» WHAT TO DO
After locating the line with "pub mod init;", reproduce it and all following lines of the listing below exactly, stopping only at the final line.

......

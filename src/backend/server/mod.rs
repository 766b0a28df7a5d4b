//! Server Module
//!
//! Initialization and configuration of the Axum HTTP server.
//!
//! # Module Structure
//!
//! ```text
//! server/
//! ├── mod.rs          - Module exports
//! ├── state.rs        - AppState and FromRef implementations
//! ├── config.rs       - Configuration loading (store, Google verifier)
//! └── init.rs         - Server initialization and app creation
//! ```
//!
//! # Initialization Flow
//!
//! 1. **Configuration Loading**: user store and Google verifier from the
//!    environment, each degrading gracefully when absent
//! 2. **State Creation**: one `AuthService` shared by all handlers
//! 3. **Router Creation**: routes, verification middleware, CORS and trace
//!    layers

/// Application state management
pub mod state;

/// Server configuration loading
pub mod config;

/// Server initialization
pub mod init;

pub use init::create_app;
pub use state::AppState;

......

» THE ANSWER
pub mod init;

pub use init::create_app;
pub use state::AppState;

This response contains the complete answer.